Fan Disservice: Lindsay has some lovely breasts, but the first time you get to see them is also the first time she feeds after the operation. Did I mention she's the middle segment? In general, you've never had less fun watching topless women on all fours.
Faux Affably Evil: Heiter has his moments. Especially when the power cuts out and he apologizes.
Final Girl: Yennie is implied to have survived the second film.
Idiot Ball: Passed around many times, by both good and evil characters. Some examples:
Linsday, after freeing herself, dragging Jenny out of the house at a snail's pace instead of running to get help.
Katsuro not killing Heiter when he was down and had the chance.
Heiter flipping out about the police's accusations, taunting them about not having a search warrant, then jokes about having a torture den in his basement. The writer clearly left no room for guessing as to what was going to happen next.
Jack the Ripoff: In Full Sequence, the first film inspires Martin to create his own Human Centipede.
Left Hanging: Considering that there should have been some police backup the very same day (since two cops didn't report back from Creepy Guy's home), it's odd that there's no mention of Lindsay's fate.
The Other Darrin: At the moment, Dieter Laser appears to be having a falling out and won't appear in the third film to reprise his role. As such, the role is being recast, with none other than Udo Kier himself in talks.
Serial Escalation: The first movie has three people sewn together ass to mouth and the sequel has TWELVE PEOPLE. The third one is slated to have FIVE HUNDRED PEOPLE!!!!.
Shown Their Work: The director brought in a surgeon to consult him on how a "human centipede" would function in real life (hence the "100% medically accurate" disclaimer), including suggesting that it would be able to survive for years with an IV drip to provide fluids and nutrients.
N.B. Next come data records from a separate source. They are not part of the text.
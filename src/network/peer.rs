use std::collections::VecDeque;

use crate::core::{PeerId, Role};
use crate::protocol::Channel;
use crate::sync::{ClockFilter, ClockFilterState, ClockSample};

/// Link lifecycle of a peer
#[derive(Debug, Clone, Copy, PartialEq, Eq)]
pub enum ConnectionState {
    /// Offer/answer exchange in progress
    Connecting,
    /// Transport link is up
    Connected,
}

/// Rolling health statistics of one peer
#[derive(Debug, Clone)]
pub struct PeerHealth {
    rtt_samples: VecDeque<f64>,
    window: usize,
    /// Pings that timed out without a pong
    pub packet_loss: u64,
    pub pings_sent: u64,
    pub pongs_received: u64,
    /// Local time of the last frame from this peer (ms)
    pub last_seen: Option<f64>,
    filter: ClockFilter,
}

impl PeerHealth {
    /// Creates empty stats keeping `window` RTT samples
    pub fn new(window: usize) -> Self {
        PeerHealth {
            rtt_samples: VecDeque::with_capacity(window),
            window: window.max(1),
            packet_loss: 0,
            pings_sent: 0,
            pongs_received: 0,
            last_seen: None,
            filter: ClockFilter::default(),
        }
    }

    /// Records a ping/pong measurement
    pub fn record(&mut self, sample: ClockSample) {
        if !(sample.rtt >= 0.0) {
            return;
        }
        self.pongs_received += 1;
        if self.rtt_samples.len() == self.window {
            self.rtt_samples.pop_front();
        }
        self.rtt_samples.push_back(sample.rtt);
        self.filter.update(sample);
    }

    /// Mean of the retained RTT samples (ms)
    pub fn average_rtt(&self) -> Option<f64> {
        if self.rtt_samples.is_empty() {
            return None;
        }
        Some(self.rtt_samples.iter().sum::<f64>() / self.rtt_samples.len() as f64)
    }

    /// Retained RTT samples, oldest first
    pub fn rtt_samples(&self) -> impl Iterator<Item = f64> + '_ {
        self.rtt_samples.iter().copied()
    }

    /// Smoothed offset/latency estimate
    pub fn clock_estimate(&self) -> Option<&ClockFilterState> {
        self.filter.state()
    }
}

/// A remote node as seen by the mesh
#[derive(Debug, Clone)]
pub struct Peer {
    pub id: PeerId,
    pub role: Role,
    /// Whether the local side opened the link
    pub initiator: bool,
    pub state: ConnectionState,
    pub health: PeerHealth,
    /// Local time the peer record was created (ms)
    pub created_at: f64,
    link_up: bool,
    sync_open: bool,
    ready: bool,
}

impl Peer {
    /// Creates a peer in `Connecting` state
    pub fn new(id: PeerId, role: Role, initiator: bool, rtt_window: usize, now: f64) -> Self {
        Peer {
            id,
            role,
            initiator,
            state: ConnectionState::Connecting,
            health: PeerHealth::new(rtt_window),
            created_at: now,
            link_up: false,
            sync_open: false,
            ready: false,
        }
    }

    /// Whether the peer has been promoted to ready
    pub fn is_ready(&self) -> bool {
        self.ready
    }

    /// Marks the underlying link up
    pub fn set_link_up(&mut self) {
        self.link_up = true;
        self.state = ConnectionState::Connected;
    }

    /// Marks a channel open or closed; only the sync channel gates readiness
    pub fn set_channel(&mut self, channel: Channel, open: bool) {
        if channel == Channel::Sync {
            self.sync_open = open;
        }
    }

    /// Promotes to ready once link and sync channel are both up.
    ///
    /// Returns true only on the call that performs the promotion.
    pub fn try_promote(&mut self) -> bool {
        if self.ready || !self.link_up || !self.sync_open {
            return false;
        }
        self.ready = true;
        true
    }
}

#[cfg(test)]
mod tests {
    use super::*;
    use crate::sync::filter::measure;

    #[test]
    fn test_promotion_is_idempotent() {
        let mut peer = Peer::new(PeerId::new("p"), Role::Performer, true, 10, 0.0);
        peer.set_channel(Channel::Control, true);
        peer.set_link_up();
        assert!(!peer.try_promote());
        peer.set_channel(Channel::Sync, true);
        peer.set_channel(Channel::Sync, true);
        peer.set_link_up();
        assert!(peer.try_promote());
        assert!(!peer.try_promote());
        peer.set_link_up();
        assert!(!peer.try_promote());
        assert!(peer.is_ready());
        assert_eq!(peer.state, ConnectionState::Connected);
    }

    #[test]
    fn test_rtt_window() {
        let mut health = PeerHealth::new(3);
        assert!(health.average_rtt().is_none());
        for rtt in [10.0, 20.0, 30.0, 40.0] {
            health.record(measure(0.0, rtt / 2.0, rtt));
        }
        assert_eq!(health.rtt_samples().collect::<Vec<_>>(), vec![20.0, 30.0, 40.0]);
        assert_eq!(health.average_rtt(), Some(30.0));
        assert_eq!(health.pongs_received, 4);
        assert!(health.clock_estimate().is_some());
    }
}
This trope may also explain why the centipede doesn't last long — almost immediately, Jenny starts dying from blood poisoning.
Silence Is Golden: Martin, the second film's protagonist, never speaks any actual words and in the second half of the film dialogue is replaced by the cries and moans of the victims.
Silent Protagonist: Martin never says a word onscreen in the sequel. He is intimated to have talked and makes phone calls offscreen (we only see him checking his messages on his phone), so he can speak, but aside from some grunts, he otherwise is completely silent.
Stock Parody: It's well on its way to this (see the trope heading for details).
Martin may never speak in Full Sequence, but he makes some... interesting noises.
Woobie, Destroyer of Worlds: To some extent, Martin is this in Full Sequence. He was sexually abused by his father, who went to prison because of it. And his equally horrible mother actually blames Martin for her husband's arrest and treats him like garbage. His psychiatrist Dr. Sebring pretends to be his friend but actually wants to sexually take advantage of him. And most people's first reaction to him, even when he hasn't done anything, is to insult and belittle him. While there is no excuse for the actions Martin takes, it's nonetheless easy to see how all of this can combine to finally make Martin snap and lose himself in grotesque fantasy, and want to enact that fantasy on the people who've wronged him. By the time he actually sets to work, he's so deeply involved in his mania he also targets innocents.